Nepal: prayer flags made of organic cotton – panorama

When colorful prayer flags flutter in the wind, it looks pretty – the deeper meaning is little known to non-Buddhists. Each color is assigned a direction, an element and an emotion. Blue is the sky and the east, red is the fire and the west, green is the water and the north, yellow is the earth and the south, white is the air and the center of everything. Prayer flags are not directed to one god, but to all living beings, they carry good wishes out into the world with the wind. When they are tattered, they are burned – the smoke then carries the prayers to heaven.

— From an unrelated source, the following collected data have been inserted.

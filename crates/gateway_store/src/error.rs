// Copyright (c) Microsoft Corporation.
// Licensed under the MIT License.

//! Error types for gateway and store operations.

use std::fmt;

use crate::ItemIdentity;

/// The category of a failed operation.
///
/// Store errors surface to gateway callers unchanged, so the kind observed by
/// a caller is always the kind the backing store reported.
#[derive(Clone, Copy, Debug, PartialEq, Eq, Hash)]
pub enum ErrorKind {
    /// The addressed item does not exist.
    NotFound,
    /// An item with the same id already exists in the partition.
    DuplicateKey,
    /// The backing store could not be reached or did not answer in time.
    StoreUnavailable,
    /// The operation or its options are malformed.
    InvalidOperation,
}

impl ErrorKind {
    /// Returns a stable, lowercase name for this kind.
    #[must_use]
    pub fn as_str(self) -> &'static str {
        match self {
            Self::NotFound => "not_found",
            Self::DuplicateKey => "duplicate_key",
            Self::StoreUnavailable => "store_unavailable",
            Self::InvalidOperation => "invalid_operation",
        }
    }
}

impl fmt::Display for ErrorKind {
    fn fmt(&self, f: &mut fmt::Formatter<'_>) -> fmt::Result {
        f.write_str(self.as_str())
    }
}

/// An error from a store or gateway operation.
///
/// Every error carries an [`ErrorKind`]; the underlying cause, if any, is
/// available through [`std::error::Error::source()`].
///
/// # Examples
///
/// ```
/// use gateway_store::{Error, ErrorKind};
///
/// let error = Error::unavailable("connection reset");
/// assert_eq!(error.kind(), ErrorKind::StoreUnavailable);
/// ```
#[ohno::error]
#[display("{kind}")]
pub struct Error {
    kind: ErrorKind,
}

impl Error {
    /// Creates an error of the given kind without a cause.
    #[must_use]
    pub fn from_kind(kind: ErrorKind) -> Self {
        Self::new(kind)
    }

    /// Creates an error of the given kind with an attached cause.
    pub fn with_cause(kind: ErrorKind, cause: impl Into<Box<dyn std::error::Error + Send + Sync>>) -> Self {
        Self::caused_by(kind, cause)
    }

    /// Creates a [`ErrorKind::NotFound`] error for the given item.
    #[must_use]
    pub fn not_found(identity: &ItemIdentity) -> Self {
        Self::caused_by(ErrorKind::NotFound, format!("item {identity} does not exist"))
    }

    /// Creates a [`ErrorKind::DuplicateKey`] error for the given item.
    #[must_use]
    pub fn duplicate_key(identity: &ItemIdentity) -> Self {
        Self::caused_by(ErrorKind::DuplicateKey, format!("item {identity} already exists"))
    }

    /// Creates a [`ErrorKind::StoreUnavailable`] error.
    pub fn unavailable(cause: impl Into<Box<dyn std::error::Error + Send + Sync>>) -> Self {
        Self::caused_by(ErrorKind::StoreUnavailable, cause)
    }

    /// Creates a [`ErrorKind::InvalidOperation`] error.
    pub fn invalid_operation(cause: impl Into<Box<dyn std::error::Error + Send + Sync>>) -> Self {
        Self::caused_by(ErrorKind::InvalidOperation, cause)
    }

    /// Returns the kind of this error.
    #[must_use]
    pub fn kind(&self) -> ErrorKind {
        self.kind
    }
}

/// A specialized [`Result`] type for store and gateway operations.
pub type Result<T> = std::result::Result<T, Error>;

#[cfg(test)]
mod tests {
    use super::*;

    #[test]
    fn display_starts_with_kind_and_contains_cause() {
        let error = Error::not_found(&ItemIdentity::new("doc", "pk"));
        let display = error.to_string();

        assert!(display.starts_with("not_found"), "unexpected display: {display}");
        assert!(display.contains("doc[pk]"), "unexpected display: {display}");
    }

    #[test]
    fn constructors_set_kind() {
        assert_eq!(Error::from_kind(ErrorKind::DuplicateKey).kind(), ErrorKind::DuplicateKey);
        assert_eq!(Error::duplicate_key(&ItemIdentity::new("a", "b")).kind(), ErrorKind::DuplicateKey);
        assert_eq!(Error::unavailable("timeout").kind(), ErrorKind::StoreUnavailable);
        assert_eq!(Error::invalid_operation("bad").kind(), ErrorKind::InvalidOperation);
        assert_eq!(
            Error::with_cause(ErrorKind::NotFound, "gone").kind(),
            ErrorKind::NotFound
        );
    }

    #[test]
    fn debug_contains_cause_message() {
        let error = Error::unavailable("connection reset by peer");
        let debug = format!("{error:?}");
        assert!(debug.contains("connection reset by peer"), "unexpected debug: {debug}");
    }

    #[test]
    fn kind_names_are_stable() {
        assert_eq!(ErrorKind::NotFound.as_str(), "not_found");
        assert_eq!(ErrorKind::DuplicateKey.as_str(), "duplicate_key");
        assert_eq!(ErrorKind::StoreUnavailable.as_str(), "store_unavailable");
        assert_eq!(ErrorKind::InvalidOperation.as_str(), "invalid_operation");
    }
}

However, most prayer flags are made of plastic, so plastic waste and toxins are also carried into the world. However, this contradicts the Buddhist mindset, according to which every good or bad deed has an effect. “Prayers may be answered, but fiber prayer flags also cause pollution,” says Ang Dolma Sherpa, founder of Utpala Crafts. The company makes biodegradable flags from cotton and water-soluble paints.

At the Boudhanath Stupa, one of the most important Buddhist shrines in Kathmandu, organic flags are now waving, which is good for karma and nature. The wishes flutter through the air in an environmentally friendly way. And isn’t that a nice, easy thought? With our thoughts, so goes a quote from Buddha, “we shape the world”. Namaste!